----- Data provided -----

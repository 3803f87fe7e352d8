use crate::colour::{Rgba, parse_colour};
use crate::diagnostic::{Diagnostic, Parsed};
use crate::store::{ConfigStore, Section};
use eyre::{Result, WrapErr, eyre};
use std::env;
use std::path::{Path, PathBuf};

/// Section used when no section matches the detected resolution.
pub const FALLBACK_SECTION: &str = "other";

pub const CONFIG_FILE_NAME: &str = "config.ini";

const LOOP_MARKER: &str = ",loop";

#[derive(Debug, Clone, PartialEq)]
pub struct AnimationRef {
    pub path: PathBuf,
    pub looping: bool,
}

/// Presentation options of one profile.
#[derive(Debug, Clone, PartialEq)]
pub struct ProfileOptions {
    pub background: Rgba,
    pub text: Rgba,
    pub caption: String,
    pub show_percentage: bool,
    pub animation: Option<AnimationRef>,
}

impl Default for ProfileOptions {
    fn default() -> Self {
        Self {
            background: Rgba::BLACK,
            text: Rgba::WHITE,
            caption: String::new(),
            show_percentage: true,
            animation: None,
        }
    }
}

/// The profile picked for this run.
#[derive(Debug, Clone, Default)]
pub struct ResolvedProfile {
    /// Name of the section used, `None` when neither the resolution nor the
    /// fallback section exists.
    pub section: Option<String>,
    pub options: ProfileOptions,
    /// Raw launch entries in launch order.
    pub entries: Vec<String>,
    pub diagnostics: Vec<Diagnostic>,
}

pub fn resolve(store: &ConfigStore, config_dir: &Path, resolution: &str) -> ResolvedProfile {
    let Some(section) = select_section(store, resolution) else {
        return ResolvedProfile::default();
    };

    let mut diagnostics = Vec::new();
    let options = extract_options(section, config_dir).collect_into(&mut diagnostics);

    ResolvedProfile {
        section: Some(section.name().to_string()),
        options,
        entries: collect_entries(section),
        diagnostics,
    }
}

pub fn select_section<'a>(store: &'a ConfigStore, resolution: &str) -> Option<&'a Section> {
    store
        .section(resolution)
        .or_else(|| store.section(FALLBACK_SECTION))
}

/// Read every presentation option, each falling back to its own default.
pub fn extract_options(section: &Section, config_dir: &Path) -> Parsed<ProfileOptions> {
    let mut diagnostics = Vec::new();
    let mut options = ProfileOptions::default();

    if let Some(value) = section.get("bgcolor") {
        options.background = colour_option("bgcolor", value, options.background)
            .collect_into(&mut diagnostics);
    }
    if let Some(value) = section.get("textcolor") {
        options.text =
            colour_option("textcolor", value, options.text).collect_into(&mut diagnostics);
    }
    if let Some(value) = section.get("loading_text") {
        options.caption = value.to_string();
    }
    if let Some(value) = section.get("show_percentage") {
        options.show_percentage = flag_option("show_percentage", value, options.show_percentage)
            .collect_into(&mut diagnostics);
    }
    if let Some(value) = section.get("animation") {
        options.animation = parse_animation(value, config_dir).collect_into(&mut diagnostics);
    }

    Parsed {
        value: options,
        diagnostics,
    }
}

fn colour_option(key: &'static str, value: &str, default: Rgba) -> Parsed<Rgba> {
    match parse_colour(value) {
        Some(colour) => Parsed::clean(colour),
        None => Parsed::with(
            default,
            Diagnostic::InvalidColour {
                key,
                value: value.to_string(),
            },
        ),
    }
}

fn flag_option(key: &'static str, value: &str, default: bool) -> Parsed<bool> {
    match value.trim().parse::<i64>() {
        Ok(n) => Parsed::clean(n != 0),
        Err(_) => Parsed::with(
            default,
            Diagnostic::InvalidFlag {
                key,
                value: value.to_string(),
            },
        ),
    }
}

/// Parse `PATH[,loop]`. A path that does not exist yields no animation.
pub fn parse_animation(raw: &str, config_dir: &Path) -> Parsed<Option<AnimationRef>> {
    let mut value = raw.trim();
    let looping = match value.strip_suffix(LOOP_MARKER) {
        Some(rest) => {
            value = rest;
            true
        }
        None => false,
    };

    let path = value.trim().trim_matches(|c| c == '"' || c == '\'').trim();
    if path.is_empty() {
        return Parsed::clean(None);
    }

    let path = expand_tilde(path);
    let path = if path.is_absolute() {
        path
    } else {
        config_dir.join(path)
    };

    if !path.exists() {
        return Parsed::with(None, Diagnostic::MissingAnimation { path });
    }
    Parsed::clean(Some(AnimationRef { path, looping }))
}

/// Digit-only keys in ascending numeric order; empty values are skipped.
pub fn collect_entries(section: &Section) -> Vec<String> {
    let mut keys: Vec<&str> = section
        .keys()
        .filter(|k| !k.is_empty() && k.bytes().all(|b| b.is_ascii_digit()))
        .collect();
    // Compare by length first so arbitrarily long keys still sort numerically
    keys.sort_by(|a, b| {
        let a_trim = a.trim_start_matches('0');
        let b_trim = b.trim_start_matches('0');
        a_trim
            .len()
            .cmp(&b_trim.len())
            .then_with(|| a_trim.cmp(b_trim))
            .then_with(|| a.cmp(b))
    });

    keys.into_iter()
        .filter_map(|k| section.get(k))
        .filter(|v| !v.is_empty())
        .map(str::to_string)
        .collect()
}

/// Expands ~ to the home directory
pub fn expand_tilde(path: &str) -> PathBuf {
    if let Some(rest) = path.strip_prefix("~/") {
        if let Some(home) = dirs::home_dir() {
            return home.join(rest);
        }
    }
    PathBuf::from(path)
}

/// Directory of the running executable, symlinks resolved.
pub fn exe_dir() -> Option<PathBuf> {
    let exe = env::current_exe().ok()?;
    let exe = exe.canonicalize().unwrap_or(exe);
    exe.parent().map(Path::to_path_buf)
}

/// `config.ini` next to the executable, then the user config directory.
pub fn find_config() -> Option<PathBuf> {
    if let Some(dir) = exe_dir() {
        let local = dir.join(CONFIG_FILE_NAME);
        if local.exists() {
            return Some(local);
        }
    }
    if let Some(config_dir) = dirs::config_dir() {
        let user_config = config_dir.join("loadscreen").join(CONFIG_FILE_NAME);
        if user_config.exists() {
            return Some(user_config);
        }
    }
    None
}

/// Pick the configuration path: the explicit one, or the first one found.
pub fn config_path(explicit: Option<&str>) -> Result<PathBuf> {
    match explicit {
        Some(path) => Ok(expand_tilde(path)),
        None => find_config().ok_or_else(|| {
            eyre!(
                "no {} found next to the executable or in the user config directory",
                CONFIG_FILE_NAME
            )
        }),
    }
}

pub fn load_config(path: &Path) -> Result<ConfigStore> {
    ConfigStore::load(path).wrap_err_with(|| format!("failed to load config {}", path.display()))
}

/// Directory relative animation paths are resolved against.
pub fn config_dir(path: &Path) -> PathBuf {
    let path = path.canonicalize().unwrap_or_else(|_| path.to_path_buf());
    path.parent().map(Path::to_path_buf).unwrap_or_default()
}
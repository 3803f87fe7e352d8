use crate::sequencer::DEFAULT_TICK;
use clap::Parser;
use std::path::PathBuf;
use std::time::Duration;

#[derive(Parser, Debug, Clone)]
#[command(
    author,
    version,
    about = "Launch programs in order behind a resolution-aware loading screen"
)]
pub struct Args {
    /// Specify a custom configuration file
    #[arg(short, long)]
    pub config: Option<String>,

    /// Output to detect the resolution of and cover (e.g., DP-1, HDMI-A-1)
    #[arg(short, long)]
    pub display: Option<String>,

    /// Use this resolution instead of asking the compositor (e.g., 1920x1080)
    #[arg(long, value_parser = parse_resolution)]
    pub resolution: Option<String>,

    /// Progress update interval in milliseconds
    #[arg(
        long,
        default_value_t = DEFAULT_TICK.as_millis() as u64,
        value_parser = clap::value_parser!(u64).range(10..=1000)
    )]
    pub tick_ms: u64,

    /// Append log lines to this file instead of loadscreen.log next to the executable
    #[arg(long)]
    pub log_file: Option<PathBuf>,

    /// Print the launch plan for the detected profile and exit
    #[arg(long)]
    pub dry_run: bool,

    /// Log debug messages
    #[arg(short, long)]
    pub verbose: bool,
}

impl Args {
    pub fn tick(&self) -> Duration {
        Duration::from_millis(self.tick_ms)
    }
}

fn parse_resolution(value: &str) -> Result<String, String> {
    let (width, height) = value
        .split_once('x')
        .ok_or_else(|| format!("expected WIDTHxHEIGHT, got '{}'", value))?;
    let valid = |part: &str| !part.is_empty() && part.bytes().all(|b| b.is_ascii_digit());
    if !valid(width) || !valid(height) {
        return Err(format!("expected WIDTHxHEIGHT, got '{}'", value));
    }
    Ok(value.to_string())
}
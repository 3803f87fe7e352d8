//! Sequential spawn-then-wait control loop.
//!
//! A run moves through `Idle -> Presenting? -> Launching[i] -> Waiting[i]? ->
//! ... -> Draining -> Done` on a single thread. Sleeping and the splash event
//! pump happen once per tick inside the wait loop and nowhere else.

use crate::config::ProfileOptions;
use crate::diagnostic::Parsed;
use crate::entry::{LaunchEntry, parse_entry};
use crate::progress::{ProgressState, frame_index_of};
use std::io;
use std::thread;
use std::time::Duration;

pub const DEFAULT_TICK: Duration = Duration::from_millis(100);

/// Pause between the last tick and closing the splash.
pub const GRACE_DELAY: Duration = Duration::from_millis(300);

/// Starts programs without waiting for them.
pub trait Spawner {
    /// Returns the process id of the started program.
    fn spawn(&mut self, executable: &str, arguments: &[String]) -> io::Result<u32>;
}

/// The visible progress surface.
pub trait Shell {
    fn show(&mut self) -> eyre::Result<()>;

    /// Number of frames when the animation is a non-looping sequence whose
    /// frame follows the percentage.
    fn frame_count(&self) -> Option<usize>;

    fn update(&mut self, percent: f64, frame: Option<usize>);

    /// Process pending window system events once, without blocking.
    fn pump(&mut self);

    /// False once the window system has taken the surface away.
    fn is_alive(&self) -> bool;

    fn close(&mut self);
}

pub trait Sleeper {
    fn sleep(&mut self, duration: Duration);
}

pub struct ThreadSleeper;

impl Sleeper for ThreadSleeper {
    fn sleep(&mut self, duration: Duration) {
        thread::sleep(duration);
    }
}

/// Parsed launch entries and their summed wait time, fixed before launch.
#[derive(Debug, Clone, Default)]
pub struct SequencePlan {
    entries: Vec<LaunchEntry>,
    total_wait_seconds: f64,
}

impl SequencePlan {
    pub fn build(raw_entries: &[String]) -> Parsed<Self> {
        let mut diagnostics = Vec::new();
        let entries: Vec<LaunchEntry> = raw_entries
            .iter()
            .map(|raw| parse_entry(raw).collect_into(&mut diagnostics))
            .collect();
        let total_wait_seconds = entries.iter().map(|e| e.wait_seconds).sum();

        Parsed {
            value: Self { entries, total_wait_seconds },
            diagnostics,
        }
    }

    pub fn entries(&self) -> &[LaunchEntry] {
        &self.entries
    }

    pub fn total_wait_seconds(&self) -> f64 {
        self.total_wait_seconds
    }

    pub fn is_empty(&self) -> bool {
        self.entries.is_empty()
    }
}

#[derive(Debug, Clone, PartialEq)]
pub struct SpawnFailure {
    pub index: usize,
    pub executable: String,
    pub error: String,
}

#[derive(Debug, Clone, Default, PartialEq)]
pub struct RunReport {
    /// Process ids of the programs that started, in launch order.
    pub launched: Vec<u32>,
    pub failures: Vec<SpawnFailure>,
    pub ticks: u64,
    pub presented: bool,
}

pub struct Sequencer<P, S> {
    spawner: P,
    sleeper: S,
    tick: Duration,
    grace: Duration,
}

-----

| Problem |
Begin with the line that has "if !valid(width) ||" in the listing above and end after the line that has "use crate::diagnostic::Parsed;"; output those lines exactly.

| Solution to the problem |
    if !valid(width) || !valid(height) {
        return Err(format!("expected WIDTHxHEIGHT, got '{}'", value));
    }
    Ok(value.to_string())
}
repository 3803f87fe7e352d8
//! Sequential spawn-then-wait control loop.
//!
//! A run moves through `Idle -> Presenting? -> Launching[i] -> Waiting[i]? ->
//! ... -> Draining -> Done` on a single thread. Sleeping and the splash event
//! pump happen once per tick inside the wait loop and nowhere else.

use crate::config::ProfileOptions;
use crate::diagnostic::Parsed;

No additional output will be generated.